Hunting For Vulnerable Functions In Microsoft Silverlight MS16-006

This week Microsoft released a patch for a critical Silverlight issue, MS16-006, and since I worked on Silverlight signatures in the past it caught my eye. It’s a Remote Code Execution vulnerability which allows attackers to run code of his or her choice on the victim machine. I had a hunch that something more was hiding. I started to analyze it as soon as I finished writing signatures for the existing patch. When I was working on the analysis Kaspersky Lab published a great blog post about the story of this vulnerability.

In this blog, I’m presenting analysis of a different function that was also fixed in the same patch.

Analysis of CVE-2016-0034 and the Patch

Silverlight is powered by the .NET Framework.

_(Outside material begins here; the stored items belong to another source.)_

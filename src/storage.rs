//! Storage hooks backing the queue
//!
//! 队列的存储钩子
//!
//! The queue core only owns the head and tail counters. The slot array and
//! the per-slot publication state belong to a [`Storage`] backend, which is
//! specialized per element representation (see [`ObjectStorage`] and
//! [`AtomicStorage`]).
//!
//! 队列核心只拥有 head 和 tail 计数器。槽位数组和每个槽位的发布状态属于
//! [`Storage`] 后端，后端按元素表示特化（见 [`ObjectStorage`] 和 [`AtomicStorage`]）。
//!
//! All indices passed to hooks are physical indices in `0..array_len()`.
//! Ownership rules the queue guarantees to a backend:
//! - `publish` is called by exactly one producer per reservation, on a slot
//!   that is empty;
//! - every other mutating hook is called from the single consumer only, on
//!   slots inside the live window `[head, tail)`.
//!
//! [`ObjectStorage`]: crate::object::ObjectStorage
//! [`AtomicStorage`]: crate::atomic::AtomicStorage

use crate::shim::hint;

/// Type-specific backing array of a queue
///
/// 队列的类型特定后备数组
pub trait Storage {
    /// Owned element type moved in by producers and out by the consumer
    ///
    /// 生产者移入、消费者移出的元素类型
    type Item;

    /// Borrowed view of a published element
    ///
    /// 已发布元素的借用视图
    type Value<'a>
    where
        Self: 'a;

    /// Allocate `len` empty slots.
    fn with_len(len: usize) -> Self;

    /// Number of slots in the backing array
    ///
    /// 后备数组中的槽位数
    fn array_len(&self) -> usize;

    /// Write `item` into a reserved slot and make it visible to the consumer
    ///
    /// 将 `item` 写入已预留槽位并使其对消费者可见
    ///
    /// # Safety
    /// The caller must own the reservation of a logical position mapping to
    /// `index`, and must publish to it exactly once.
    ///
    /// 调用者必须持有映射到 `index` 的逻辑位置的预留，并且只发布一次。
    unsafe fn publish(&self, index: usize, item: Self::Item);

    /// Whether the slot holds a published element. Supplies the acquire fence
    /// pairing with `publish`.
    ///
    /// 槽位是否持有已发布元素。提供与 `publish` 配对的 acquire 屏障。
    fn is_published(&self, index: usize) -> bool;

    /// Spin until the producer's publish at `index` is visible
    ///
    /// 自旋直到 `index` 处生产者的发布可见
    fn await_value(&self, index: usize) {
        while !self.is_published(index) {
            hint::spin_loop();
        }
    }

    /// Read a published element without removing it
    ///
    /// 读取已发布元素但不移除
    ///
    /// Returns `None` for an empty or reserved-but-unpublished slot.
    ///
    /// # Safety
    /// Only the consumer may call this, and the returned view must not outlive
    /// the next consumer-side mutation of the queue.
    ///
    /// 只有消费者可以调用；返回的视图不得跨越下一次消费者侧修改。
    unsafe fn value(&self, index: usize) -> Option<Self::Value<'_>>;

    /// Move a published element out, leaving the slot empty
    ///
    /// 移出已发布元素，槽位变为空
    ///
    /// # Safety
    /// Only the consumer may call this.
    ///
    /// 只有消费者可以调用。
    unsafe fn take_value(&self, index: usize) -> Option<Self::Item>;

    /// Erase the slot; a no-op on an empty slot
    ///
    /// 清除槽位；对空槽位无操作
    ///
    /// # Safety
    /// Only the consumer may call this. The queue publishes the freed capacity
    /// with a release store of `head` afterwards.
    ///
    /// 只有消费者可以调用。之后队列以 release 存储 `head` 发布释放的容量。
    unsafe fn clear_value(&self, index: usize);

    /// Move the element at `from` into the empty slot `to`; `from` becomes empty
    ///
    /// 将 `from` 处的元素移入空槽位 `to`；`from` 变为空
    ///
    /// # Safety
    /// Only the consumer may call this, and `to` must be empty.
    ///
    /// 只有消费者可以调用，且 `to` 必须为空。
    unsafe fn copy_value(&self, to: usize, from: usize);

    /// Existence check for the element at logical `position` / physical `index`
    ///
    /// 检查逻辑位置 `position`（物理索引 `index`）处是否存在元素
    ///
    /// `bound` is the queue's tail. Positions at or beyond it are never live;
    /// positions below it are reserved, so this waits for their publication.
    ///
    /// `bound` 为队列的 tail。大于等于它的位置永远不存活；小于它的位置已被预留，
    /// 因此等待其发布。
    fn has_next(&self, position: usize, index: usize, bound: usize) -> bool {
        if position >= bound {
            return false;
        }
        self.await_value(index);
        true
    }
}
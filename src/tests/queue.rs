//! Queue semantics: ordering, capacity, removal and traversal
//!
//! 队列语义：顺序、容量、移除与遍历

use crate::cursor::Cursor;
use crate::error::{Full, NotLive};
use crate::mailbox::{Consumer, Producer, channel};
use crate::object::ObjectStorage;
use crate::queue::ArrayQueue;
use crate::storage::Storage;
use crate::Config;

fn filled(capacity: usize, values: &[char]) -> (Producer<ObjectStorage<char>>, Consumer<ObjectStorage<char>>) {
    let (producer, consumer) = channel::<ObjectStorage<char>>(capacity).unwrap();
    for &value in values {
        producer.push(value).unwrap();
    }
    (producer, consumer)
}

// ============================================================================
// SEGMENT 1: Ordering and Capacity
// 第1段：顺序与容量
// ============================================================================

#[test]
fn test_fifo_order_full_drain() {
    let (producer, mut consumer) = channel::<ObjectStorage<u32>>(8).unwrap();
    for i in 1..=8 {
        producer.push(i).unwrap();
    }
    let drained: Vec<u32> = consumer.drain().collect();
    assert_eq!(drained, (1..=8).collect::<Vec<_>>());
    assert!(consumer.is_empty());
}

#[test]
fn test_full_then_reuse_freed_slot() {
    let queue: ArrayQueue<ObjectStorage<u32>> = ArrayQueue::try_new(4).unwrap();
    for i in 0..4 {
        queue.push(i).unwrap();
    }
    assert_eq!(queue.reserve(), Err(Full));

    // SAFETY: single-threaded test acts as the only consumer
    assert_eq!(unsafe { queue.pop() }, Some(0));

    let position = queue.reserve().unwrap();
    assert_eq!(position, 4);
    // lands in the slot position 0 used to occupy
    assert_eq!(queue.geometry().index(position), 0);
}

#[test]
fn test_push_pop_stress_wrapping() {
    // Many laps around a small ring
    // 在小环上多次环绕
    crate::trace::init_tracing();
    let (producer, mut consumer) = channel::<ObjectStorage<i32>>(8).unwrap();

    for cycle in 0..50 {
        for i in 0..8 {
            producer.push(cycle * 100 + i).unwrap();
        }
        for i in 0..8 {
            assert_eq!(consumer.pop(), Some(cycle * 100 + i));
        }
    }
    assert_eq!(consumer.queue().head_position(), 400);
    assert_eq!(consumer.queue().tail_position(), 400);
}

#[test]
fn test_config_backoff_budget() {
    let (producer, consumer) = channel::<ObjectStorage<u8>>(Config::new(3).backoff_spins(0)).unwrap();
    assert_eq!(producer.capacity(), 4);
    producer.push(1).unwrap();
    assert_eq!(consumer.len(), 1);
}

// ============================================================================
// SEGMENT 2: Dequeue and Removal
// 第2段：出队与移除
// ============================================================================

#[test]
fn test_dequeue_through_later_index() {
    let (_producer, mut consumer) = filled(4, &['a', 'b', 'c', 'd']);
    assert_eq!(consumer.dequeue(2), Ok(()));
    assert_eq!(consumer.snapshot(), [&'d']);
    assert_eq!(consumer.queue().head_position(), 3);
}

#[test]
fn test_remove_head_degenerates_to_dequeue() {
    let (_producer, mut consumer) = filled(4, &['a', 'b', 'c']);
    assert_eq!(consumer.remove(0), Ok(None));
    assert_eq!(consumer.snapshot(), [&'b', &'c']);
    assert_eq!(consumer.queue().head_position(), 1);
    assert_eq!(consumer.queue().tail_position(), 3);
}

#[test]
fn test_remove_tail_retracts() {
    let (producer, mut consumer) = filled(4, &['a', 'b', 'c']);

    // predecessor 'b' stays in slot 1
    assert_eq!(consumer.remove(2), Ok(Some(1)));
    assert_eq!(consumer.snapshot(), [&'a', &'b']);
    assert_eq!(consumer.queue().head_position(), 0);
    assert_eq!(consumer.queue().tail_position(), 2);

    // next reservation reuses the retracted position
    assert_eq!(producer.queue().reserve(), Ok(2));
}

#[test]
fn test_remove_interior_compacts() {
    let (_producer, mut consumer) = filled(4, &['a', 'b', 'c']);

    // 'a' shifts from slot 0 into slot 1 and the head advances past slot 0
    assert_eq!(consumer.remove(1), Ok(Some(1)));
    assert_eq!(consumer.snapshot(), [&'a', &'c']);
    assert_eq!(consumer.queue().head_position(), 1);
    assert_eq!(consumer.queue().tail_position(), 3);
    assert_eq!(consumer.peek(), Some(1));
    assert_eq!(consumer.value(1), Some(&'a'));
    assert_eq!(consumer.value(0), None);

    assert_eq!(consumer.drain().collect::<Vec<_>>(), ['a', 'c']);
}

#[test]
fn test_remove_interior_across_wrap() {
    let (producer, mut consumer) = channel::<ObjectStorage<i32>>(4).unwrap();
    for i in 0..4 {
        producer.push(i).unwrap();
    }
    assert_eq!(consumer.pop(), Some(0));
    assert_eq!(consumer.pop(), Some(1));
    producer.push(4).unwrap();
    producer.push(5).unwrap();

    // live: slot2=2, slot3=3, slot0=4, slot1=5
    assert_eq!(consumer.remove(0), Ok(Some(0)));
    assert_eq!(consumer.snapshot(), [&2, &3, &5]);
    assert_eq!(consumer.queue().head_position(), 3);
    assert_eq!(consumer.drain().collect::<Vec<_>>(), [2, 3, 5]);
}

#[test]
fn test_remove_dead_index_rejected() {
    let (_producer, mut consumer) = filled(4, &['a']);
    assert_eq!(consumer.remove(1), Err(NotLive(1)));
    assert_eq!(consumer.dequeue(3), Err(NotLive(3)));
    assert_eq!(consumer.snapshot(), [&'a']);
}

#[test]
fn test_clear() {
    let (producer, mut consumer) = filled(8, &['a', 'b', 'c']);
    consumer.clear();
    assert!(consumer.is_empty());
    assert_eq!(consumer.peek(), None);
    producer.push('z').unwrap();
    assert_eq!(consumer.pop(), Some('z'));
}

// ============================================================================
// SEGMENT 3: Cursors and Traversal
// 第3段：游标与遍历
// ============================================================================

#[test]
fn test_peek_succ_walk() {
    let (_producer, consumer) = filled(4, &['a', 'b', 'c']);
    assert_eq!(consumer.succ(Cursor::BeforeFirst), Some(0));
    assert_eq!(consumer.succ(Cursor::At(0)), Some(1));
    assert_eq!(consumer.succ(Cursor::At(1)), Some(2));
    assert_eq!(consumer.succ(Cursor::At(2)), None);
}

#[test]
fn test_empty_queue_has_nothing_next() {
    let (_producer, consumer) = filled(4, &[]);
    assert!(!consumer.has_next());
    assert_eq!(consumer.peek(), None);
    assert_eq!(consumer.succ(Cursor::BeforeFirst), None);
    assert_eq!(consumer.iter().count(), 0);
}

#[test]
fn test_iter_oldest_first() {
    let (_producer, consumer) = filled(8, &['x', 'y', 'z']);
    let seen: Vec<char> = consumer.iter().copied().collect();
    assert_eq!(seen, ['x', 'y', 'z']);
    assert_eq!(consumer.len(), 3);
}

#[test]
fn test_traversal_remove_resumes_after_removed() {
    let (_producer, mut consumer) = filled(4, &['a', 'b', 'c']);

    let mut traversal = consumer.traverse();
    assert_eq!(traversal.next(), Some(&'a'));
    assert_eq!(traversal.next(), Some(&'b'));
    assert!(traversal.remove());
    // cursor now sits on the slot holding 'a'
    assert_eq!(traversal.cursor(), Cursor::At(1));

    let mut rest = Vec::new();
    while let Some(&c) = traversal.next() {
        rest.push(c);
    }
    assert_eq!(rest, ['c']);
    assert_eq!(consumer.snapshot(), [&'a', &'c']);
}

#[test]
fn test_traversal_remove_every_element() {
    let (_producer, mut consumer) = filled(4, &['a', 'b', 'c']);

    let mut traversal = consumer.traverse();
    let mut removed = Vec::new();
    while let Some(&c) = traversal.next() {
        removed.push(c);
        assert!(traversal.remove());
        assert_eq!(traversal.cursor(), Cursor::BeforeFirst);
    }
    assert_eq!(removed, ['a', 'b', 'c']);
    assert!(consumer.is_empty());
    assert_eq!(consumer.queue().head_position(), 3);
}

#[test]
fn test_traversal_remove_tail_then_stop() {
    let (_producer, mut consumer) = filled(8, &['a', 'b', 'c']);

    let mut traversal = consumer.traverse();
    let mut seen = Vec::new();
    while let Some(&c) = traversal.next() {
        seen.push(c);
        if c == 'c' {
            assert!(traversal.remove());
        }
    }
    assert_eq!(seen, ['a', 'b', 'c']);
    assert_eq!(consumer.queue().tail_position(), 2);
    assert_eq!(consumer.snapshot(), [&'a', &'b']);
}

#[test]
fn test_traversal_remove_without_next() {
    let (_producer, mut consumer) = filled(4, &['a']);
    let mut traversal = consumer.traverse();
    assert!(!traversal.remove());
    assert!(traversal.has_next());
}

#[test]
fn test_traversal_reset() {
    let (_producer, mut consumer) = filled(4, &['a', 'b']);
    let mut traversal = consumer.traverse();
    assert_eq!(traversal.next(), Some(&'a'));
    assert_eq!(traversal.next(), Some(&'b'));
    assert!(!traversal.has_next());

    traversal.reset();
    assert_eq!(traversal.cursor(), Cursor::BeforeFirst);
    assert_eq!(traversal.next(), Some(&'a'));
}

// ============================================================================
// SEGMENT 4: Snapshot
// 第4段：快照
// ============================================================================

#[test]
fn test_snapshot_idempotent() {
    let (_producer, consumer) = filled(8, &['a', 'b', 'c', 'd']);
    let first = consumer.snapshot();
    let second = consumer.snapshot();
    assert_eq!(first, second);
    assert_eq!(first, [&'a', &'b', &'c', &'d']);
}

#[test]
fn test_snapshot_skips_unpublished_reservation() {
    let (producer, consumer) = filled(4, &['a']);
    let position = producer.queue().reserve().unwrap();
    assert_eq!(position, 1);
    assert_eq!(consumer.len(), 2);
    assert_eq!(consumer.snapshot(), [&'a']);

    // SAFETY: publishing into the position reserved above
    unsafe { producer.queue().storage().publish(1, 'b') };
    assert_eq!(consumer.snapshot(), [&'a', &'b']);
}

#[test]
fn test_snapshot_after_wrap() {
    let (producer, mut consumer) = channel::<ObjectStorage<u32>>(4).unwrap();
    for i in 0..4 {
        producer.push(i).unwrap();
    }
    consumer.pop();
    consumer.pop();
    consumer.pop();
    producer.push(4).unwrap();
    producer.push(5).unwrap();
    assert_eq!(consumer.snapshot(), [&3, &4, &5]);
}
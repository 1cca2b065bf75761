//! Error types
//!
//! 错误类型
//!
//! An empty queue is not an error: consumer operations report it as `None`.
//!
//! 队列为空不是错误：消费者操作以 `None` 表示。

use thiserror::Error;

/// Rejected queue capacity
///
/// 被拒绝的队列容量
#[derive(Debug, Clone, Copy, PartialEq, Eq, Error)]
pub enum CapacityError {
    /// Capacity must be at least one slot
    ///
    /// 容量至少为一个槽位
    #[error("queue capacity must be greater than zero")]
    Zero,

    /// Rounding up to a power of two overflows `usize`
    ///
    /// 向上取整到 2 的幂次时溢出 `usize`
    #[error("queue capacity {0} cannot be rounded up to a power of two")]
    TooLarge(usize),
}

/// No free slot left for a reservation
///
/// 没有可供预留的空闲槽位
#[derive(Debug, Clone, Copy, PartialEq, Eq, Error)]
#[error("queue is full")]
pub struct Full;

/// Ring buffer error for push operations
///
/// push 操作的环形缓冲区错误
#[derive(Debug, Clone, Copy, PartialEq, Eq, Error)]
pub enum PushError<T> {
    /// Queue is full; the element is handed back
    ///
    /// 队列已满；元素被返还
    #[error("queue is full")]
    Full(T),
}

impl<T> PushError<T> {
    /// Recover the rejected element
    ///
    /// 取回被拒绝的元素
    #[inline]
    pub fn into_inner(self) -> T {
        match self {
            PushError::Full(value) => value,
        }
    }
}

/// A slot index that holds no live element
///
/// 不持有存活元素的槽位索引
#[derive(Debug, Clone, Copy, PartialEq, Eq, Error)]
#[error("slot {0} holds no live element")]
pub struct NotLive(pub usize);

Microsoft bulletin mentions "malicious decoder that can return negative offsets". Since there were too many files that were changed in the patch, I decided to just google ".net framework decoder" from which I came across mscorlib.dll. I decided to analyze it and below is a screen capture of the diff between the unpatched and patched file:


In the changed function list, most changes are related to the "GetChars()" function or related calls.   The discoverer from Kaspersky had already reported that the vulnerability existed in “GetChars()“. But I decide to investigate further for any other vulnerable entry points.  I found the System.IO.BinaryWrite_Write_15 function which takes a string as its parameter:

public unsafe virtual void Write(String value)

The “_15” at the end means it’s an overloaded function. System.IO.BinaryWrite Class has multiple function with the same name.

The function first retrieves the member variable _maxChars as follows:

_maxChars = LargeByteBufferSize / _encoding.GetMaxByteCount(1);

The _maxChars variable is a private member of integer in public class BinaryWriter:

private int _maxChars;

The interesting aspect with this variable was that it is an ‘int’ variable and not ‘unsigned int’. What the difference? Well ‘int’ variables can be assigned negative values.

After setting the _maxChars variable, the function code goes into a loop:

int charStart = 0;
               while (numLeft > 0) {
                    // Figure out how many chars to process this round.
                    int charCount = (numLeft > _maxChars) ? _maxChars : numLeft;
                    int byteLen;
                              char* pChars = value;
                    byteLen = _encoder.GetBytes(pChars + charStart, charCount, pBytes, LargeByteBufferSize, charCount == numLeft);

                    charStart += charCount;
                    numLeft -= charCount;

The value of ‘_maxChars’ is passed to the ‘CharCount’ variable if It’s less than ‘numleft’ in line 04. Ahh! That implies that another vulnerability exists while calculating the value of ‘_maxChars’ !!!

_maxChars = LargeByteBufferSize / _encoding.GetMaxByteCount(1);

The first element of the division (LargeByteBufferSize) is 0x100 by default.


The second element comes from the return value of "_encoding.GetMaxByteCount(1)",


GetMaxByteCount(1) is a user overridable function and its return type is int32. This implies that the return value of this function is in the control of the user.  And it can return a negative value.

Let’s say  “_MaxChars” is set to -100 before we enter the loop.

The first time loop is all right. The pointer "pChars + charStart" just points the 0 offset of the String’s buffer (charStart’s initial value is 0).

But after executing charStart += charCount; the charStart will be set to -100;

When _encoder.GetBytes is called the second time, parameter one is pointing to pChars-100;

And the worst part is ‘_encoder.GetBytes’ is another user overridable function. So attackers can control the heap by the offset they want in their function.

Working of the patch

As you can see in the image Microsoft added an extra check after getting the value of _maxChars;


ldfld int32 System.IO.BinaryWriter::_maxChars

Push the _maxChars into the stack.


Push 0 into the stack. Then compare the 2 values and jumps to the red line section if _maxChars is less than 0. An ‘ArgumentOutOfRange’ exception will be raise. This exception is added to all fixes for mscorlib.dll included in MS16-006.

So if you have set a honeypot or are trying to figure out if you are being exploited by this vulnerability within your organization, you should search for ‘ArgumentOutOfRange’ in your log.


I did the binary diff only with mscorlib.dll. There are many other files which have changed in the patch and I encourage you to go through them if you are interested in digging more. Since this is a serious remote code execution issue,  I suggest you apply the patch as soon as possible.